Служу по России - страница 6



Мне Карелия снится

У каждого русского человека свой идеальный образ России, свои наиболее близкие места, своё представление, «с чего начинается Родина». Я, например, больше всего люблю Землю Псковскую – Печоры, Изборск, Малы, Святые горы и сам древний Псков. «Отсюда пошла есть Земля Русская». Но если говорить о собирательном образе России, то, скорее всего, для меня он ассоциируется с Кижами. Дух отшельничества, уединённого монашества, подвижничества и колонизации северных земель – всё это здесь, в Заонежье, где находились новгородские пятины – окраинные владения богатого и мощного города. Мне посчастливилось жить в деревне Ерснёво, что напротив Кижей, в прямом соседстве с одним из самых богатых пятинных поселений – селом Боярщина. Сейчас оно огнило и полуразрушилось, а раньше к крепко срубленным просторным домам с богатыми амбарами причаливали ладьи новгородских ушкуйников, крепко соблюдавших интересы вольнолюбивого города. А в позапрошлом столетии жил на Боярщине знаменитый сказитель былин Щеголёнок, чьё северное пение слушали и в имперских покоях, и в доме графа Л. Н. Толстого.

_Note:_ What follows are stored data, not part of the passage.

use std::collections::{HashMap, VecDeque};

use percolation::{
    label_clusters, ClusterLabeler, ClusterMap, Error, LabelForest, Lattice, PictureError,
    TrialResult,
};
use pretty_assertions::assert_eq;
use rand::SeedableRng;
use rand_chacha::ChaCha8Rng;

////////////////////////////////////////////////////////////////////////////////

fn picture(s: &str) -> Lattice {
    s.parse().unwrap()
}

fn map_rows(map: &ClusterMap) -> Vec<Vec<usize>> {
    map.labels().rows().map(|r| r.to_vec()).collect()
}

/// Component id of every open site, found by flood fill.
fn flood_fill(lattice: &Lattice) -> HashMap<(usize, usize), usize> {
    let mut component = HashMap::new();
    let mut next = 0;
    for row in 0..lattice.size() {
        for col in 0..lattice.size() {
            if !lattice.is_open(row, col) || component.contains_key(&(row, col)) {
                continue;
            }
            let mut queue = VecDeque::from([(row, col)]);
            component.insert((row, col), next);
            while let Some((r, c)) = queue.pop_front() {
                for nb in lattice.neighbours(r, c) {
                    if !component.contains_key(&nb) {
                        component.insert(nb, next);
                        queue.push_back(nb);
                    }
                }
            }
            next += 1;
        }
    }
    component
}

fn random_lattices() -> impl Iterator<Item = Lattice> {
    let mut rng = ChaCha8Rng::seed_from_u64(7);
    [1, 2, 3, 5, 8, 13, 21, 32]
        .into_iter()
        .flat_map(|size| [0.3, 0.5, 0.593, 0.7].map(|p| (size, p)))
        .flat_map(|(size, p)| vec![(size, p); 5])
        .map(move |(size, p)| Lattice::random(size, p, &mut rng).unwrap())
        .collect::<Vec<_>>()
        .into_iter()
}

////////////////////////////////////////////////////////////////////////////////

#[test]
fn four_by_four_column_cluster() {
    let cells = [(0, 0), (0, 1), (1, 1), (2, 1), (3, 1), (3, 2)];
    let lattice = Lattice::from_open_cells(4, cells).unwrap();
    let map = label_clusters(&lattice);

    // (3, 2) touches (3, 1), so everything is one cluster
    assert_eq!(
        map_rows(&map),
        vec![
            vec![1, 1, 0, 0],
            vec![0, 1, 0, 0],
            vec![0, 1, 0, 0],
            vec![0, 1, 1, 0],
        ]
    );
    assert_eq!(
        map.summary(),
        TrialResult {
            percolates: true,
            largest_cluster_size: 6,
            percolating_cluster_size: 6,
        }
    );
}

#[test]
fn four_by_four_with_isolated_site() {
    let cells = [(0, 0), (0, 1), (1, 1), (2, 1), (3, 1), (3, 3)];
    let lattice = Lattice::from_open_cells(4, cells).unwrap();
    let map = label_clusters(&lattice);

    assert_eq!(map.cluster_count(), 2);
    assert_eq!(map.cluster_sizes().into_iter().collect::<Vec<_>>(), vec![(1, 5), (2, 1)]);
    assert_ne!(map.label(3, 3), map.label(0, 0));
    assert_eq!(map.spanning_labels().into_iter().collect::<Vec<_>>(), vec![1]);
    assert_eq!(
        map.summary(),
        TrialResult {
            percolates: true,
            largest_cluster_size: 5,
            percolating_cluster_size: 5,
        }
    );
}

#[test]
fn closed_two_by_two() {
    let map = label_clusters(&Lattice::closed(2).unwrap());
    assert_eq!(map_rows(&map), vec![vec![0, 0], vec![0, 0]]);
    assert!(!map.percolates());
    assert_eq!(map.largest_cluster_size(), 0);
    assert_eq!(map.percolating_cluster(), None);
    assert_eq!(map.percolating_cluster_size(), 0);
}

#[test]
fn extremes() {
    let mut rng = ChaCha8Rng::seed_from_u64(1);
    for size in 1..=12 {
        let closed = label_clusters(&Lattice::random(size, 0.0, &mut rng).unwrap());
        assert_eq!(closed.summary(), TrialResult::default());

        let open = label_clusters(&Lattice::random(size, 1.0, &mut rng).unwrap());
        assert_eq!(open.cluster_count(), 1);
        assert_eq!(open.roots().into_iter().collect::<Vec<_>>(), vec![1]);
        assert_eq!(
            open.summary(),
            TrialResult {
                percolates: true,
                largest_cluster_size: size * size,
                percolating_cluster_size: size * size,
            }
        );
    }
}

#[test]
fn single_site() {
    let open = label_clusters(&picture("#"));
    assert!(open.percolates());
    assert_eq!(open.percolating_cluster(), Some((1, 1)));

    let closed = label_clusters(&picture("."));
    assert!(!closed.percolates());
    assert_eq!(closed.largest_cluster_size(), 0);
}

#[test]
fn late_merge_takes_smallest_label() {
    let lattice = picture(
        "
        #.#
        #.#
        ###
        ",
    );
    let mut labeler = ClusterLabeler::new(3);
    labeler.scan(&lattice).unwrap();
    assert_eq!(labeler.provisional_label_count(), 2);
    assert_eq!(labeler.raw_labels().row(0), &[1, 0, 2]);
    assert_eq!(labeler.raw_labels().row(2), &[1, 1, 1]);

    let map = labeler.resolve();
    assert_eq!(
        map_rows(&map),
        vec![vec![1, 0, 1], vec![1, 0, 1], vec![1, 1, 1]]
    );
}

#[test]
fn comb_merges_every_tooth() {
    let lattice = picture(
        "
        #.#.#
        #.#.#
        #.#.#
        #.#.#
        #####
        ",
    );
    let map = label_clusters(&lattice);
    assert_eq!(map.roots().into_iter().collect::<Vec<_>>(), vec![1]);
    assert_eq!(map.cluster_size(1), 17);
}

#[test]
fn staircase_links_labels_transitively() {
    // four branches that only meet further down
    let lattice = picture(
        "
        .#.#.#
        .#.#.#
        ##.#.#
        .###.#
        ...###
        ......
        ",
    );
    let mut labeler = ClusterLabeler::new(6);
    let map = labeler.label(&lattice).unwrap();
    assert_eq!(labeler.provisional_label_count(), 4);
    assert_eq!(map.cluster_count(), 1);
    assert_eq!(map.cluster_size(1), lattice.open_count());
    assert!(!map.percolates());
}

#[test]
fn checkerboard_is_all_singletons() {
    let size = 7;
    let cells = (0..size)
        .flat_map(|r| (0..size).map(move |c| (r, c)))
        .filter(|(r, c)| (r + c) % 2 == 0);
    let lattice = Lattice::from_open_cells(size, cells).unwrap();

    let mut labeler = ClusterLabeler::new(size);
    let map = labeler.label(&lattice).unwrap();
    assert_eq!(labeler.provisional_label_count(), (size * size + 1) / 2);
    assert_eq!(map.cluster_count(), (size * size + 1) / 2);
    assert_eq!(map.largest_cluster_size(), 1);
    assert!(!map.percolates());
}

#[test]
fn largest_spanning_cluster_wins() {
    let map = label_clusters(&picture(
        "
        #.##
        #.##
        #.##
        #.##
        ",
    ));
    assert_eq!(map.spanning_labels().len(), 2);
    assert_eq!(map.percolating_cluster(), Some((2, 8)));
    assert_eq!(map.percolating_cluster_size(), 8);
}

#[test]
fn equal_spanning_clusters_pick_smallest_label() {
    let map = label_clusters(&picture(
        "
        #.#
        #.#
        #.#
        ",
    ));
    assert_eq!(map.percolating_cluster(), Some((1, 3)));
}

#[test]
fn conservation() {
    for lattice in random_lattices() {
        let map = label_clusters(&lattice);
        let total = map.cluster_sizes().values().sum::<usize>();
        assert_eq!(total, lattice.open_count());
    }
}

#[test]
fn labels_match_flood_fill() {
    for lattice in random_lattices() {
        let map = label_clusters(&lattice);
        let components = flood_fill(&lattice);

        let mut label_of = HashMap::new();
        let mut component_of = HashMap::new();
        for (&(row, col), &component) in &components {
            let label = map.label(row, col);
            assert_ne!(label, 0);
            assert_eq!(*label_of.entry(component).or_insert(label), label);
            assert_eq!(*component_of.entry(label).or_insert(component), component);
        }
        for row in 0..lattice.size() {
            for col in 0..lattice.size() {
                assert_eq!(map.label(row, col) == 0, !lattice.is_open(row, col));
            }
        }
    }
}

#[test]
fn percolation_matches_search() {
    for lattice in random_lattices() {
        assert_eq!(label_clusters(&lattice).percolates(), lattice.spans());
    }
}

#[test]
fn summary_agrees_with_metrics() {
    for lattice in random_lattices() {
        let map = label_clusters(&lattice);
        assert_eq!(
            map.summary(),
            TrialResult {
                percolates: map.percolates(),
                largest_cluster_size: map.largest_cluster_size(),
                percolating_cluster_size: map.percolating_cluster_size(),
            }
        );
    }

    let two_spanning = picture(
        "
        #.##
        #.##
        #.##
        #.#.
    ",
    );
    assert_eq!(
        label_clusters(&two_spanning).summary(),
        TrialResult {
            percolates: true,
            largest_cluster_size: 7,
            percolating_cluster_size: 7,
        }
    );
}

#[test]
fn resolving_twice_changes_nothing() {
    let mut labeler = ClusterLabeler::new(21);
    for lattice in random_lattices().filter(|l| l.size() == 21) {
        let first = labeler.label(&lattice).unwrap();
        let second = labeler.resolve();
        assert_eq!(first, second);
        for root in first.roots() {
            assert_eq!(labeler.root(root), root);
        }
    }
}

#[test]
fn labeler_is_reusable() {
    let mut labeler = ClusterLabeler::new(3);
    let first = labeler.label(&picture("###\n...\n###")).unwrap();
    assert_eq!(first.cluster_count(), 2);

    let second = labeler.label(&picture("#..\n#..\n#..")).unwrap();
    assert_eq!(map_rows(&second), vec![vec![1, 0, 0]; 3]);
    assert_eq!(labeler.provisional_label_count(), 1);
}

#[test]
fn labeler_rejects_other_sizes() {
    let mut labeler = ClusterLabeler::new(4);
    assert_eq!(
        labeler.label(&Lattice::closed(5).unwrap()).unwrap_err(),
        Error::DimensionMismatch {
            expected: 4,
            got: 5
        }
    );
}

////////////////////////////////////////////////////////////////////////////////

#[test]
fn forest_roots_are_minimal_labels() {
    let mut forest = LabelForest::new();
    let labels = (0..6).map(|_| forest.make_label()).collect::<Vec<_>>();
    assert_eq!(labels, vec![1, 2, 3, 4, 5, 6]);

    assert_eq!(forest.union(5, 6), 5);
    assert_eq!(forest.union(4, 6), 4);
    assert_eq!(forest.union(6, 2), 2);
    assert!(forest.same_class(4, 5));
    assert!(!forest.same_class(1, 3));
    for label in [2, 4, 5, 6] {
        assert_eq!(forest.root(label), 2);
    }
    assert_eq!(forest.root(3), 3);

    forest.reset();
    assert!(forest.is_empty());
    assert_eq!(forest.make_label(), 1);
}

////////////////////////////////////////////////////////////////////////////////

#[test]
fn lattice_constructors_validate() {
    assert_eq!(Lattice::closed(0).unwrap_err(), Error::InvalidSize);

    let mut rng = ChaCha8Rng::seed_from_u64(0);
    assert_eq!(
        Lattice::random(3, 1.5, &mut rng).unwrap_err(),
        Error::InvalidProbability(1.5)
    );
    assert!(matches!(
        Lattice::random(3, f64::NAN, &mut rng),
        Err(Error::InvalidProbability(_))
    ));
    assert_eq!(
        Lattice::from_open_cells(3, [(1, 3)]).unwrap_err(),
        Error::CellOutOfBounds {
            row: 1,
            col: 3,
            size: 3
        }
    );
}

#[test]
fn picture_errors() {
    assert_eq!(
        "".parse::<Lattice>().unwrap_err(),
        Error::InvalidPicture(PictureError::Empty)
    );
    assert_eq!(
        "##\n#".parse::<Lattice>().unwrap_err(),
        Error::InvalidPicture(PictureError::RaggedRow {
            row: 1,
            expected: 2,
            got: 1
        })
    );
    assert_eq!(
        "#.\n#x".parse::<Lattice>().unwrap_err(),
        Error::InvalidPicture(PictureError::UnexpectedChar {
            ch: 'x',
            row: 1,
            col: 1
        })
    );
}

#[test]
fn display_draws_sites() {
    let lattice = Lattice::from_open_cells(3, [(0, 0), (1, 1), (2, 2)]).unwrap();
    assert_eq!(lattice.to_string(), "#..\n.#.\n..#\n");
    assert_eq!(lattice.to_string().parse::<Lattice>().unwrap(), lattice);

    let map = label_clusters(&picture("##.\n...\n.##"));
    assert_eq!(map.to_string(), "1 1 0\n0 0 0\n0 2 2\n");
}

Из окон ерснёвского дома, где я нашёл постоянный приют, как на ладони видны кижские многоглавые храмы – хранители заонежских традиций, символы высочайшей художественной культуры Русского Севера.


На веслах по Онежскому озеру


Незадолго до пресловутой перестройки ушёл из жизни Борис Елупов, а чуть раньше умерла его дивной доброты жена, воспитавшая шестерых детей. Двух сыновей в пьяных драках зарубили удалые местные парни. Покоятся они с родителями на кижском погосте. В этот же приезд вместе со старшим сыном Бориса Юрием провели мы день у их могил, которые расположены напротив родного дома, и, кажется, не будь между ними пролива, они как бы и не уходили из дома. Сидя на кладбищенской лавочке, вспоминал я милых сердцу людей, драгоценные частички Заонежья. А лет двадцать назад в домике музейном – что неподалёку от погоста – раскрывал я иконы XVII века, украшавшие некогда церковь в деревне Челмужи.

Прекрасные дни выдаются в Карелии поздней осенью. Я люблю изменчивость октябрьской погоды. Синее безоблачное небо вдруг застилают беспросветные тучи, волны тяжелеют, вода становится чёрной и тревожной. Несколько минут льёт холодный дождь вперемежку с градом. Мгновение – и снова солнце господствует, как будто и не было шторма. Загорается прибрежное золото тростниковых зарослей, голубеет озёрная гладь. Кажется, кто-то волшебным жестом снял черное покрывало и оживил сказочное царство света и цвета.

Я вспомнил причуды карельской осени, раскрывая челмужские иконы: чёрная густая олифа свободно удалялась с живописной поверхности. Краски буквально полыхали синими, красными, жёлтыми оттенками, когда я снимал компрессы. Они были живые, словно почерпнутые из воды, подсмотренные на небе, поднятые с земли. Я долго не мог заснуть в тот вечер, возбуждённый открытием праздничной гармонии. Окна мастерской, стоявшей у кромки кижского берега, выходили на водную гладь. Лучи солнца осветили пробуждающееся озеро и живопись челмужских икон. Пейзаж за окном и древняя живопись были сотканы красками с одной палитры. Художник сумел, не выходя за пределы иконописной символики, дословно повторить северную цветовую фантазию и запечатлел с помощью искусства красоту окружающего мира, пропел гимн природе озёрного края.